What this task involves –
Each line in the entries that has the word "lookup" has to be copied.

-- -- --

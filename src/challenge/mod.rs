//! # Challenge-Response
//!
//! Proves that the caller controls the addresses they claim before the
//! server re-verifies gating requirements for them.
//!
//! 1. Client requests a challenge for a set of (category, address) claims
//! 2. Server issues one nonce and one [`ChallengeMessage`] per claim
//! 3. Each wallet signs its message with `personal_sign`
//! 4. Client submits the nonce and signatures; the nonce is consumed first
//!
//! ## Invariants
//!
//! - Nonces are single-use and expire after `nonce_ttl_secs`
//! - Submitted claims must be exactly the challenged claims

pub mod message;
pub mod nonce;
pub mod signature;

use chrono::{DateTime, Utc};
use serde::{Deserialize, Serialize};

use crate::gating::Address;

pub use message::ChallengeMessage;
pub use nonce::{ChallengeRecord, ClaimTarget, NonceStore};
pub use signature::{SignatureKind, SignatureVerifier};

/// Challenge configuration
#[derive(Debug, Clone, PartialEq, Eq, Serialize, Deserialize)]
#[serde(default)]
pub struct ChallengeConfig {
    /// Shown at the top of every message
    pub domain: String,
    pub nonce_ttl_secs: u64,
}

impl ChallengeConfig {
    pub fn nonce_ttl(&self) -> chrono::Duration {
        crate::config::ttl_from_secs(self.nonce_ttl_secs)
    }
}

impl Default for ChallengeConfig {
    fn default() -> Self {
        Self {
            domain: "localhost".to_string(),
            nonce_ttl_secs: 300,
        }
    }
}

/// Request body for a challenge
#[derive(Debug, Clone, Deserialize, Serialize)]
pub struct ChallengeRequest {
    pub claims: Vec<ClaimTarget>,
}

/// Message to be signed for one claim
#[derive(Debug, Clone, Serialize, Deserialize)]
pub struct ChallengeEntry {
    pub category_type: String,
    pub address: Address,
    pub message: String,
}

/// Issued challenge
#[derive(Debug, Clone, Serialize, Deserialize)]
pub struct ChallengeResponse {
    pub nonce: String,
    pub expires_at: DateTime<Utc>,
    pub messages: Vec<ChallengeEntry>,
}

/// One signed claim
#[derive(Debug, Clone, Deserialize, Serialize)]
pub struct SignedClaim {
    pub category_type: String,
    pub address: Address,
    /// 65-byte `r || s || v` hex
    pub signature: String,
}

/// Request body for verification
#[derive(Debug, Clone, Deserialize, Serialize)]
pub struct VerifyRequest {
    pub nonce: String,
    pub claims: Vec<SignedClaim>,
}
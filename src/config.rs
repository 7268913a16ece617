//! # Configuration
//!
//! JSON configuration file with one section per concern. Every field has a
//! default, so `{}` is a valid (development) config.
//!
//! `GATEPOST_JWT_SECRET` and `GATEPOST_ADMIN_TOKEN` override the file so
//! secrets can stay out of it.

use std::fs;
use std::path::Path;

use chrono::Duration;
use reqwest::Url;
use serde::{Deserialize, Serialize};
use thiserror::Error;

use crate::chain::{ens, evm};
use crate::challenge::ChallengeConfig;
use crate::credential::CredentialTokenConfig;
use crate::gating::Address;
use crate::http_server::HttpServerConfig;
use crate::observability::LoggingConfig;

pub const JWT_SECRET_ENV: &str = "GATEPOST_JWT_SECRET";
pub const ADMIN_TOKEN_ENV: &str = "GATEPOST_ADMIN_TOKEN";

const DEV_SECRET: &str = "CHANGE_THIS_SECRET_IN_PRODUCTION";
const MIN_SECRET_LEN: usize = 16;

/// Longest accepted credential or nonce lifetime (10 years)
pub const MAX_TTL_SECS: u64 = 10 * 365 * 86_400;

/// Lifetime in seconds as a `Duration`, capped at [`MAX_TTL_SECS`]
pub fn ttl_from_secs(secs: u64) -> Duration {
    i64::try_from(secs.min(MAX_TTL_SECS))
        .ok()
        .and_then(Duration::try_seconds)
        .unwrap_or_else(|| Duration::days(3650))
}

/// Configuration errors
#[derive(Debug, Error)]
pub enum ConfigError {
    #[error("Failed to read config {path}: {source}")]
    Read {
        path: String,
        source: std::io::Error,
    },

    #[error("Invalid config JSON: {0}")]
    Parse(#[from] serde_json::Error),

    #[error("Invalid config: {0}")]
    Invalid(String),
}

/// Chain endpoints and contract addresses
#[derive(Debug, Clone, PartialEq, Eq, Serialize, Deserialize)]
#[serde(default)]
pub struct ChainsConfig {
    /// Ethereum JSON-RPC endpoint; Ethereum categories are unavailable without it
    pub ethereum_rpc_url: Option<String>,
    /// LUKSO JSON-RPC endpoint; Universal Profile categories are unavailable without it
    pub lukso_rpc_url: Option<String>,
    pub ens_registry: Address,
    pub lsp26_registry: Address,
    pub efp_api_url: String,
    pub request_timeout_secs: u64,
}

impl Default for ChainsConfig {
    fn default() -> Self {
        Self {
            ethereum_rpc_url: None,
            lukso_rpc_url: None,
            ens_registry: parse_builtin(ens::DEFAULT_REGISTRY),
            lsp26_registry: parse_builtin(evm::LSP26_REGISTRY),
            efp_api_url: crate::chain::efp::DEFAULT_API_URL.to_string(),
            request_timeout_secs: 10,
        }
    }
}

fn parse_builtin(address: &str) -> Address {
    address.parse().unwrap_or(Address::ZERO)
}

impl ChainsConfig {
    pub fn request_timeout(&self) -> std::time::Duration {
        std::time::Duration::from_secs(self.request_timeout_secs)
    }
}

/// Credential token settings
#[derive(Debug, Clone, PartialEq, Eq, Serialize, Deserialize)]
#[serde(default)]
pub struct CredentialConfig {
    pub jwt_secret: String,
    pub issuer: String,
    pub audience: String,
    pub ttl_secs: u64,
}

impl Default for CredentialConfig {
    fn default() -> Self {
        Self {
            jwt_secret: DEV_SECRET.to_string(),
            issuer: "gatepost".to_string(),
            audience: "gatepost".to_string(),
            ttl_secs: 86_400,
        }
    }
}

impl CredentialConfig {
    pub fn token_config(&self) -> CredentialTokenConfig {
        CredentialTokenConfig {
            secret: self.jwt_secret.clone(),
            ttl: ttl_from_secs(self.ttl_secs),
            issuer: self.issuer.clone(),
            audience: self.audience.clone(),
        }
    }
}

/// Top-level configuration file
#[derive(Debug, Clone, Default, PartialEq, Eq, Serialize, Deserialize)]
#[serde(default)]
pub struct GateConfig {
    pub server: HttpServerConfig,
    pub chains: ChainsConfig,
    pub credential: CredentialConfig,
    pub challenge: ChallengeConfig,
    pub logging: LoggingConfig,
}

impl GateConfig {
    /// Load from file, apply environment overrides and validate
    pub fn load(path: &Path) -> Result<Self, ConfigError> {
        let content = fs::read_to_string(path).map_err(|source| ConfigError::Read {
            path: path.display().to_string(),
            source,
        })?;
        let mut config: GateConfig = serde_json::from_str(&content)?;
        config.apply_overrides(|key| std::env::var(key).ok());
        config.validate()?;
        Ok(config)
    }

    /// Apply overrides from a variable lookup
    pub fn apply_overrides<F: Fn(&str) -> Option<String>>(&mut self, lookup: F) {
        if let Some(secret) = lookup(JWT_SECRET_ENV).filter(|s| !s.is_empty()) {
            self.credential.jwt_secret = secret;
        }
        if let Some(token) = lookup(ADMIN_TOKEN_ENV).filter(|s| !s.is_empty()) {
            self.server.admin_token = Some(token);
        }
    }

    pub fn validate(&self) -> Result<(), ConfigError> {
        if self.credential.jwt_secret.len() < MIN_SECRET_LEN {
            return Err(ConfigError::Invalid(format!(
                "credential.jwt_secret must be at least {} bytes",
                MIN_SECRET_LEN
            )));
        }
        let ttls = [
            ("credential.ttl_secs", self.credential.ttl_secs),
            ("challenge.nonce_ttl_secs", self.challenge.nonce_ttl_secs),
        ];
        for (field, secs) in ttls {
            if secs == 0 || secs > MAX_TTL_SECS {
                return Err(ConfigError::Invalid(format!(
                    "{} must be between 1 and {}",
                    field, MAX_TTL_SECS
                )));
            }
        }
        if self.challenge.domain.trim().is_empty() || self.challenge.domain.contains('\n') {
            return Err(ConfigError::Invalid(
                "challenge.domain must be a single non-empty line".to_string(),
            ));
        }
        if self.chains.request_timeout_secs == 0 {
            return Err(ConfigError::Invalid(
                "chains.request_timeout_secs must be > 0".to_string(),
            ));
        }
        if matches!(&self.server.admin_token, Some(token) if token.is_empty()) {
            return Err(ConfigError::Invalid(
                "server.admin_token must not be empty".to_string(),
            ));
        }

        let urls = [
            ("chains.ethereum_rpc_url", self.chains.ethereum_rpc_url.as_deref()),
            ("chains.lukso_rpc_url", self.chains.lukso_rpc_url.as_deref()),
            ("chains.efp_api_url", Some(self.chains.efp_api_url.as_str())),
        ];
        for (field, url) in urls {
            if let Some(url) = url {
                let parsed = Url::parse(url)
                    .map_err(|e| ConfigError::Invalid(format!("{}: {}", field, e)))?;
                if !matches!(parsed.scheme(), "http" | "https") {
                    return Err(ConfigError::Invalid(format!(
                        "{} must be http or https",
                        field
                    )));
                }
            }
        }
        Ok(())
    }

    /// Whether the JWT secret is still the built-in development value
    pub fn uses_dev_secret(&self) -> bool {
        self.credential.jwt_secret == DEV_SECRET
    }
}

#[cfg(test)]
mod tests {
    use super::*;
    use std::collections::HashMap;

    #[test]
    fn test_empty_config_is_valid() {
        let config: GateConfig = serde_json::from_str("{}").unwrap();
        assert!(config.validate().is_ok());
        assert!(config.uses_dev_secret());
        assert_eq!(config.challenge.nonce_ttl_secs, 300);
        assert_eq!(
            config.chains.ens_registry.to_checksum(),
            ens::DEFAULT_REGISTRY
        );
    }

    #[test]
    fn test_env_overrides() {
        let mut vars = HashMap::new();
        vars.insert(JWT_SECRET_ENV, "override_secret_value_123");
        vars.insert(ADMIN_TOKEN_ENV, "admin");

        let mut config = GateConfig::default();
        config.apply_overrides(|key| vars.get(key).map(|v| v.to_string()));
        assert_eq!(config.credential.jwt_secret, "override_secret_value_123");
        assert_eq!(config.server.admin_token.as_deref(), Some("admin"));
    }

    #[test]
    fn test_validation_failures() {
        let mut config = GateConfig::default();
        config.credential.jwt_secret = "short".to_string();
        assert!(config.validate().is_err());

        let mut config = GateConfig::default();
        config.challenge.nonce_ttl_secs = 0;
        assert!(config.validate().is_err());

        let mut config = GateConfig::default();
        config.chains.ethereum_rpc_url = Some("ftp://node".to_string());
        assert!(config.validate().is_err());

        let mut config = GateConfig::default();
        config.chains.lukso_rpc_url = Some("not a url".to_string());
        assert!(config.validate().is_err());
    }

    #[test]
    fn test_ttl_upper_bound() {
        let mut config = GateConfig::default();
        config.credential.ttl_secs = MAX_TTL_SECS;
        assert!(config.validate().is_ok());

        config.credential.ttl_secs = 10_000_000_000_000_000;
        assert!(config.validate().is_err());

        let mut config = GateConfig::default();
        config.challenge.nonce_ttl_secs = u64::MAX;
        assert!(config.validate().is_err());
    }

    #[test]
    fn test_ttl_conversion_never_negative() {
        assert_eq!(ttl_from_secs(300), Duration::seconds(300));
        assert_eq!(ttl_from_secs(u64::MAX), Duration::seconds(MAX_TTL_SECS as i64));

        let credential = CredentialConfig {
            ttl_secs: u64::MAX,
            ..Default::default()
        };
        assert!(credential.token_config().ttl > Duration::zero());
    }
}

-- -- --

Exercise result –
    /// Apply overrides from a variable lookup
    pub fn apply_overrides<F: Fn(&str) -> Option<String>>(&mut self, lookup: F) {
        if let Some(secret) = lookup(JWT_SECRET_ENV).filter(|s| !s.is_empty()) {
        if let Some(token) = lookup(ADMIN_TOKEN_ENV).filter(|s| !s.is_empty()) {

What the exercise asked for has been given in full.